E puntualizza: "Molte destinazioni che attraggono l'ecoturismo nel mondo, si trovano in zone abitate da popoli indigeni che sono l'habitat di comunità dalle quali dipendono per il reperimento di cibo, materiali da costruzione e medicinali, attività intimamente legate alle attività produttive primarie". Da qui, la Conadepi compie un salto concettuale e stabilisce che "una comunità ben organizzata può trarre benefici economici dall'arrivo di turisti, ai quali può offrire una gamma di servizi che hanno a che vedere con il loro modo di vivere".

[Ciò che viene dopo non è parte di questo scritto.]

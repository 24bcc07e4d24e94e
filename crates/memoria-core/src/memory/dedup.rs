//! Near-duplicate suppression for memory writes.
//!
//! A candidate is rejected when its fingerprint already exists in the same
//! scope, or when its nearest scoped neighbour scores at or above the dedup
//! threshold. The dedup threshold is separate from (and by default higher
//! than) the retrieval threshold: "related" is not "duplicate", so two
//! distinct values on the same topic are both kept.

use std::sync::Arc;

use uuid::Uuid;

use memoria_types::config::DeduplicationConfig;
use memoria_types::error::MemoryError;
use memoria_types::memory::UserScope;

use super::box_vector::BoxVectorStore;
use super::fingerprint::{fingerprint, ContentHasher};
use super::isolation::{assert_isolated, assert_records_isolated};

/// Outcome of a dedup check.
#[derive(Debug, Clone, PartialEq)]
pub enum DedupDecision {
    Store,
    ExactDuplicate { existing_id: Uuid },
    NearDuplicate { existing_id: Uuid, similarity: f32 },
}

impl DedupDecision {
    pub fn is_store(&self) -> bool {
        matches!(self, DedupDecision::Store)
    }
}

pub struct DeduplicationEngine {
    store: Arc<BoxVectorStore>,
    hasher: Arc<dyn ContentHasher>,
    threshold: f32,
    neighbors: usize,
}

impl DeduplicationEngine {
    pub fn new(
        store: Arc<BoxVectorStore>,
        hasher: Arc<dyn ContentHasher>,
        config: &DeduplicationConfig,
    ) -> Self {
        Self {
            store,
            hasher,
            threshold: config.threshold,
            neighbors: config.neighbors.max(1),
        }
    }

    pub fn threshold(&self) -> f32 {
        self.threshold
    }

    /// Fingerprint of `text` as stored in `dedup_fingerprint`.
    pub fn fingerprint(&self, text: &str) -> String {
        fingerprint(self.hasher.as_ref(), text)
    }

    /// Classify a candidate against what `user_scope` already has.
    ///
    /// Store failures propagate: the caller drops the candidate rather than
    /// writing it unchecked.
    #[tracing::instrument(
        name = "memory.dedup",
        skip(self, candidate_text, candidate_embedding),
        fields(user_scope = %user_scope, threshold = self.threshold)
    )]
    pub async fn check(
        &self,
        user_scope: &UserScope,
        candidate_text: &str,
        candidate_embedding: &[f32],
    ) -> Result<DedupDecision, MemoryError> {
        let fp = self.fingerprint(candidate_text);
        if let Some(existing) = self.store.find_by_fingerprint(user_scope, &fp).await? {
            assert_records_isolated(user_scope, [&existing])?;
            tracing::debug!(existing_id = %existing.id, "Exact duplicate by fingerprint");
            return Ok(DedupDecision::ExactDuplicate {
                existing_id: existing.id,
            });
        }

        let neighbours = self
            .store
            .search(user_scope, candidate_embedding, self.neighbors, self.threshold)
            .await?;
        assert_isolated(user_scope, &neighbours)?;

        match neighbours
            .into_iter()
            .find(|n| n.similarity >= self.threshold)
        {
            Some(nearest) => {
                tracing::debug!(
                    existing_id = %nearest.record.id,
                    similarity = nearest.similarity,
                    "Near duplicate above dedup threshold"
                );
                Ok(DedupDecision::NearDuplicate {
                    existing_id: nearest.record.id,
                    similarity: nearest.similarity,
                })
            }
            None => Ok(DedupDecision::Store),
        }
    }

    /// True if the candidate should be written.
    pub async fn should_store(
        &self,
        user_scope: &UserScope,
        candidate_text: &str,
        candidate_embedding: &[f32],
    ) -> Result<bool, MemoryError> {
        Ok(self
            .check(user_scope, candidate_text, candidate_embedding)
            .await?
            .is_store())
    }
}

#[cfg(test)]
mod tests {
    use super::*;
    use crate::memory::in_memory::InMemoryVectorStore;
    use crate::memory::test_support::{scope, HashEmbedder, LeakyStore, PlainHasher, UnavailableStore};
    use memoria_types::memory::{MemoryRecord, MemoryType, TurnRange};

    const DIM: usize = 384;

    struct Fixture {
        store: Arc<BoxVectorStore>,
        engine: DeduplicationEngine,
        embedder: HashEmbedder,
    }

    fn fixture() -> Fixture {
        let store = Arc::new(BoxVectorStore::new(InMemoryVectorStore::new(DIM)));
        let engine = DeduplicationEngine::new(
            store.clone(),
            Arc::new(PlainHasher),
            &DeduplicationConfig::default(),
        );
        Fixture {
            store,
            engine,
            embedder: HashEmbedder::new(DIM),
        }
    }

    impl Fixture {
        async fn put(&self, user: &str, text: &str) -> MemoryRecord {
            let record = MemoryRecord::new(
                scope(user),
                text.to_string(),
                MemoryType::Semantic,
                self.embedder.vector(text),
                "test".to_string(),
                self.engine.fingerprint(text),
                TurnRange::new(0, 1),
            );
            self.store.insert(&record).await.unwrap();
            record
        }

        async fn check(&self, user: &str, text: &str) -> DedupDecision {
            self.engine
                .check(&scope(user), text, &self.embedder.vector(text))
                .await
                .unwrap()
        }
    }

    #[tokio::test]
    async fn test_empty_scope_stores() {
        let f = fixture();
        assert_eq!(f.check("alice", "User likes green tea").await, DedupDecision::Store);
    }

    #[tokio::test]
    async fn test_exact_duplicate_by_fingerprint() {
        let f = fixture();
        let existing = f.put("alice", "User likes green tea.").await;
        assert_eq!(
            f.check("alice", "user likes   green TEA").await,
            DedupDecision::ExactDuplicate {
                existing_id: existing.id
            }
        );
    }

    #[tokio::test]
    async fn test_near_duplicate_above_threshold() {
        let f = fixture();
        let existing = f.put("alice", "User prefers window seats on long flights").await;
        match f
            .check("alice", "User prefers window seats on long flights always")
            .await
        {
            DedupDecision::NearDuplicate {
                existing_id,
                similarity,
            } => {
                assert_eq!(existing_id, existing.id);
                assert!(similarity >= f.engine.threshold());
            }
            other => panic!("expected near duplicate, got {other:?}"),
        }
    }

    #[tokio::test]
    async fn test_distinct_values_on_same_topic_are_kept() {
        let f = fixture();
        f.put("alice", "User's home address is 12 Oak Street").await;
        assert!(
            f.engine
                .should_store(
                    &scope("alice"),
                    "User's work address is 500 Market Street",
                    &f.embedder.vector("User's work address is 500 Market Street"),
                )
                .await
                .unwrap()
        );
    }

    #[tokio::test]
    async fn test_dedup_is_scoped_per_user() {
        let f = fixture();
        f.put("alice", "User likes green tea").await;
        assert_eq!(f.check("bob", "User likes green tea").await, DedupDecision::Store);
    }

    #[tokio::test]
    async fn test_store_failure_propagates() {
        let engine = DeduplicationEngine::new(
            Arc::new(BoxVectorStore::new(UnavailableStore)),
            Arc::new(PlainHasher),
            &DeduplicationConfig::default(),
        );
        let err = engine
            .check(&scope("alice"), "anything", &vec![0.0; DIM])
            .await
            .unwrap_err();
        assert!(matches!(err, MemoryError::VectorStore(_)));
    }

    #[tokio::test]
    async fn test_foreign_neighbour_is_isolation_violation() {
        let leaked = MemoryRecord::new(
            scope("alice"),
            "My secret PIN is 9876".to_string(),
            MemoryType::Semantic,
            vec![0.0; DIM],
            "test".to_string(),
            "my secret pin is 9876".to_string(),
            TurnRange::new(0, 0),
        );
        let engine = DeduplicationEngine::new(
            Arc::new(BoxVectorStore::new(LeakyStore {
                records: vec![leaked],
            })),
            Arc::new(PlainHasher),
            &DeduplicationConfig::default(),
        );
        let err = engine
            .check(&scope("bob"), "something else entirely", &vec![0.0; DIM])
            .await
            .unwrap_err();
        assert!(matches!(err, MemoryError::IsolationViolation { .. }));
    }
}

Con una logica meno impenetrabile, almeno in termini del possibile beneficio economico per questa riconversione turistica, la Conadepi aggiunge: "Per gli abitanti di queste regioni, l'ecoturismo può significare la creazione di posti di lavoro, aumento delle entrate ed un nuovo impulso alla manifattura artigianale". Benché resti ancora da definire che cosa sia una "gestione idonea" (sic), l'ecoturismo offre un'alternativa economica sostenibile ed una possibilità di generare entrate senza distruggere l'ambiente.

"Affinché l'ecoturismo sia effettivamente vitale, le comunità devono partecipare alla gestione di quest'attività ed ottenere da questa un beneficio collettivo", aggiunge la Conadepi.

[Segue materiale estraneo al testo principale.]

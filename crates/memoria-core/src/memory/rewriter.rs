//! Query rewriting for memory search.
//!
//! Follow-ups like "how much was it again?" embed poorly on their own. The
//! rewriter asks an LLM to restate the query as a self-contained question
//! using the last few turns. Any failure (error, timeout, empty or runaway
//! output) falls back to the raw query; rewriting never fails a retrieval.

use std::sync::Arc;
use std::time::Duration;

use tracing::{info_span, Instrument};

use memoria_types::config::QueryRewriteConfig;
use memoria_types::llm::{CompletionRequest, Message};
use memoria_types::memory::{ConversationTurn, UserScope};

use crate::llm::box_provider::BoxLlmProvider;

const REWRITE_SYSTEM_PROMPT: &str = r#"You rewrite a user's latest message into a standalone search query for a personal memory store.

Rules:
1. Resolve pronouns and references ("it", "that", "there", "again") using the conversation
2. Keep the user's intent; do not answer the question
3. Keep it short: one sentence, no preamble, no quotes
4. If the message is already self-contained, return it unchanged

Return ONLY the rewritten query."#;

/// Rewrites longer than this multiple of the raw query (plus slack) are
/// treated as the model rambling.
const MAX_GROWTH_FACTOR: usize = 4;
const GROWTH_SLACK_CHARS: usize = 200;

pub struct QueryRewriter {
    provider: Arc<BoxLlmProvider>,
    timeout: Duration,
    history_turns: usize,
    max_tokens: u32,
}

impl QueryRewriter {
    pub fn new(provider: Arc<BoxLlmProvider>, config: &QueryRewriteConfig) -> Self {
        Self {
            provider,
            timeout: Duration::from_secs(config.timeout_seconds),
            history_turns: config.history_turns,
            max_tokens: config.max_tokens,
        }
    }

    /// Override the timeout (tests use sub-second values).
    pub fn with_timeout(mut self, timeout: Duration) -> Self {
        self.timeout = timeout;
        self
    }

    /// Self-contained form of `raw_query`, or `raw_query` itself on any failure.
    #[tracing::instrument(
        name = "memory.rewrite",
        skip(self, raw_query, recent_turns),
        fields(user_scope = %user_scope, history = recent_turns.len())
    )]
    pub async fn rewrite(
        &self,
        user_scope: &UserScope,
        raw_query: &str,
        recent_turns: &[ConversationTurn],
    ) -> String {
        let history_start = recent_turns.len().saturating_sub(self.history_turns);
        let history = &recent_turns[history_start..];
        if history.is_empty() {
            return raw_query.to_string();
        }

        let request = CompletionRequest {
            model: String::new(),
            messages: vec![Message::user(build_rewrite_prompt(raw_query, history))],
            system: Some(REWRITE_SYSTEM_PROMPT.to_string()),
            max_tokens: self.max_tokens,
            temperature: Some(0.0),
        };

        let span = info_span!(
            "gen_ai.complete",
            gen_ai.operation.name = "rewrite_query",
            gen_ai.system = self.provider.name(),
            gen_ai.request.model = self.provider.model(),
            gen_ai.request.max_tokens = request.max_tokens,
        );
        let call = self.provider.complete(&request).instrument(span);
        let response = match tokio::time::timeout(self.timeout, call).await {
            Ok(Ok(response)) => response,
            Ok(Err(e)) => {
                tracing::warn!(error = %e, "Query rewrite failed; using raw query");
                return raw_query.to_string();
            }
            Err(_) => {
                tracing::warn!(
                    timeout_ms = self.timeout.as_millis() as u64,
                    "Query rewrite timed out; using raw query"
                );
                return raw_query.to_string();
            }
        };

        match clean_rewrite(&response.content, raw_query) {
            Some(rewritten) => {
                tracing::debug!(rewritten = %rewritten, "Query rewritten");
                rewritten
            }
            None => {
                tracing::warn!("Query rewrite returned unusable output; using raw query");
                raw_query.to_string()
            }
        }
    }
}

fn build_rewrite_prompt(raw_query: &str, history: &[ConversationTurn]) -> String {
    let conversation = history
        .iter()
        .map(|t| format!("[{}]: {}", t.role, t.text))
        .collect::<Vec<_>>()
        .join("\n");
    format!("Conversation:\n{conversation}\n\nLatest message: {raw_query}\n\nStandalone query:")
}

/// Strip wrapping quotes and whitespace; reject empty or oversized output.
fn clean_rewrite(content: &str, raw_query: &str) -> Option<String> {
    let cleaned = content
        .trim()
        .trim_matches(|c| c == '"' || c == '\'' || c == '`')
        .trim();
    if cleaned.is_empty() {
        return None;
    }
    let budget = raw_query.chars().count() * MAX_GROWTH_FACTOR + GROWTH_SLACK_CHARS;
    if cleaned.chars().count() > budget {
        return None;
    }
    Some(cleaned.to_string())
}

#[cfg(test)]
mod tests {
    use super::*;
    use crate::memory::test_support::{last_user_message, scope, ScriptedProvider};

    fn history() -> Vec<ConversationTurn> {
        vec![
            ConversationTurn::user("I'm planning a trip to Hawaii"),
            ConversationTurn::assistant("Sounds great! What's your budget?"),
        ]
    }

    fn rewriter(provider: ScriptedProvider) -> QueryRewriter {
        QueryRewriter::new(
            Arc::new(BoxLlmProvider::new(provider)),
            &QueryRewriteConfig::default(),
        )
    }

    #[tokio::test]
    async fn test_rewrite_uses_llm_output() {
        let provider = ScriptedProvider::fixed("\"What is my budget for the Hawaii trip?\"\n");
        let rewriter = rewriter(provider.clone());
        let out = rewriter
            .rewrite(&scope("alice"), "how much was it again?", &history())
            .await;
        assert_eq!(out, "What is my budget for the Hawaii trip?");

        let requests = provider.requests();
        assert_eq!(requests.len(), 1);
        assert_eq!(requests[0].temperature, Some(0.0));
        let prompt = last_user_message(&requests[0]);
        assert!(prompt.contains("[user]: I'm planning a trip to Hawaii"));
        assert!(prompt.contains("Latest message: how much was it again?"));
    }

    #[tokio::test]
    async fn test_rewrite_without_history_skips_llm() {
        let provider = ScriptedProvider::fixed("should not be used");
        let rewriter = rewriter(provider.clone());
        let out = rewriter.rewrite(&scope("alice"), "my budget?", &[]).await;
        assert_eq!(out, "my budget?");
        assert_eq!(provider.call_count(), 0);
    }

    #[tokio::test]
    async fn test_rewrite_failure_falls_back() {
        let rewriter = rewriter(ScriptedProvider::failing());
        let out = rewriter.rewrite(&scope("alice"), "and that one?", &history()).await;
        assert_eq!(out, "and that one?");
    }

    #[tokio::test]
    async fn test_rewrite_timeout_falls_back() {
        let provider = ScriptedProvider::fixed("late answer").with_delay(Duration::from_millis(500));
        let rewriter = rewriter(provider).with_timeout(Duration::from_millis(20));
        let out = rewriter.rewrite(&scope("alice"), "and that one?", &history()).await;
        assert_eq!(out, "and that one?");
    }

    #[tokio::test]
    async fn test_rewrite_empty_output_falls_back() {
        let rewriter = rewriter(ScriptedProvider::fixed("  \"\" "));
        let out = rewriter.rewrite(&scope("alice"), "what about it?", &history()).await;
        assert_eq!(out, "what about it?");
    }

    #[tokio::test]
    async fn test_history_is_truncated_to_recent_turns() {
        let provider = ScriptedProvider::fixed("rewritten");
        let rewriter = QueryRewriter::new(
            Arc::new(BoxLlmProvider::new(provider.clone())),
            &QueryRewriteConfig {
                history_turns: 1,
                ..QueryRewriteConfig::default()
            },
        );
        rewriter.rewrite(&scope("alice"), "q", &history()).await;
        let prompt = last_user_message(&provider.requests()[0]);
        assert!(!prompt.contains("Hawaii"));
        assert!(prompt.contains("What's your budget?"));
    }

    #[test]
    fn test_clean_rewrite_rejects_runaway_output() {
        let long = "word ".repeat(200);
        assert!(clean_rewrite(&long, "short").is_none());
        assert_eq!(clean_rewrite(" `ok` ", "q").as_deref(), Some("ok"));
    }
}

Secondo il "modello concettuale" promosso dal governo federale, "le attività delle piccole imprese turistiche di ejidos e comunità possono invertire la tendenza del turismo di massa, poco rispettoso della natura" (ma che neppure arriva e tanto meno "massicciamente" in queste regioni indigene, salvo quando lo Stato e gli impresari spianano la strada per"svilupparla"). La Conadepi ritiene che queste mete si raggiungeranno "attraverso la promozione delle attività culturali quotidiane delle comunità e dei loro costumi, motivi di interesse per il visitatore e di recupero e rivalorizzazione della loro tradizione per tutta la comunità".

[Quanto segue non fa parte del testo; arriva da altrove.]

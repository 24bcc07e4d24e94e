//! Transcript files: a JSON array of `{"role": "user" | "assistant", "text": ...}`.

use std::path::Path;

use anyhow::{bail, Context, Result};

use memoria_types::memory::{ConversationTurn, TurnRole};

pub async fn load_transcript(path: &Path) -> Result<Vec<ConversationTurn>> {
    let raw = tokio::fs::read_to_string(path)
        .await
        .with_context(|| format!("Failed to read transcript {}", path.display()))?;
    parse_transcript(&raw).with_context(|| format!("Invalid transcript {}", path.display()))
}

pub fn parse_transcript(raw: &str) -> Result<Vec<ConversationTurn>> {
    let turns: Vec<ConversationTurn> = serde_json::from_str(raw)?;
    if let Some(pos) = turns.iter().position(|t| t.text.trim().is_empty()) {
        bail!("turn {pos} has empty text");
    }
    Ok(turns)
}

/// Split turns into exchanges: each user message opens one, and the replies
/// after it belong to it. Replies before the first user message form their
/// own exchange.
pub fn group_exchanges(turns: Vec<ConversationTurn>) -> Vec<Vec<ConversationTurn>> {
    let mut exchanges: Vec<Vec<ConversationTurn>> = Vec::new();
    for turn in turns {
        if turn.role == TurnRole::User || exchanges.is_empty() {
            exchanges.push(vec![turn]);
        } else if let Some(current) = exchanges.last_mut() {
            current.push(turn);
        }
    }
    exchanges
}

#[cfg(test)]
mod tests {
    use super::*;

    #[test]
    fn test_parse_transcript() {
        let turns = parse_transcript(
            r#"[{"role": "user", "text": "I moved to Lisbon"},
                {"role": "assistant", "text": "How do you like it?"}]"#,
        )
        .unwrap();
        assert_eq!(turns.len(), 2);
        assert_eq!(turns[0].role, TurnRole::User);
        assert_eq!(turns[1].text, "How do you like it?");
    }

    #[test]
    fn test_parse_transcript_rejects_bad_input() {
        assert!(parse_transcript(r#"[{"role": "tool", "text": "x"}]"#).is_err());
        assert!(parse_transcript(r#"[{"role": "user", "text": "  "}]"#).is_err());
        assert!(parse_transcript("not json").is_err());
    }

    #[tokio::test]
    async fn test_load_transcript_from_file() {
        let dir = tempfile::tempdir().unwrap();
        let path = dir.path().join("chat.json");
        tokio::fs::write(&path, r#"[{"role": "user", "text": "hi"}]"#)
            .await
            .unwrap();
        assert_eq!(load_transcript(&path).await.unwrap().len(), 1);
        assert!(load_transcript(&dir.path().join("missing.json")).await.is_err());
    }

    #[test]
    fn test_group_exchanges() {
        let exchanges = group_exchanges(vec![
            ConversationTurn::assistant("Welcome back"),
            ConversationTurn::user("I moved to Lisbon"),
            ConversationTurn::assistant("How do you like it?"),
            ConversationTurn::user("Love it"),
            ConversationTurn::user("Also I got a dog"),
            ConversationTurn::assistant("Congrats!"),
        ]);
        let sizes: Vec<usize> = exchanges.iter().map(Vec::len).collect();
        assert_eq!(sizes, vec![1, 2, 1, 2]);
        assert_eq!(exchanges[1][1].text, "How do you like it?");
        assert!(group_exchanges(Vec::new()).is_empty());
    }
}
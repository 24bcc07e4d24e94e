//! LLM provider abstractions for Memoria.
//!
//! - `LlmProvider`: RPITIT trait for concrete provider implementations
//! - `BoxLlmProvider`: object-safe wrapper for dynamic dispatch

pub mod box_provider;
pub mod provider;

È ancora da dimostrare se il nuovo ecoturismo (strade, hotel e stabilimenti balneari compresi) in realtà aiuti a preservare le diversità culturali e naturali. Ma è davanti alle provocazioni contro le comunità rappresentate dai progetti ecoturistici in posti come la laguna di Miramar, Roberto Barrios, Jerusalén, lo zona nord o certe parti dei Montes Azules, così come i problemi ambientali e comunitari già provocati da molti progetti realizzati intorno alla Selva Lacandona che bisogna chiedersi se non dovrebbe essere rivisto il "modello" dei neoliberisti.

O si tratta invece di questo: di rompere i legami comunitari, disattivare l'agricoltura, espellere manodopera ed aprire la strada alle multinazionali nella bramata selva del Chiapas? Se è così, allora va bene.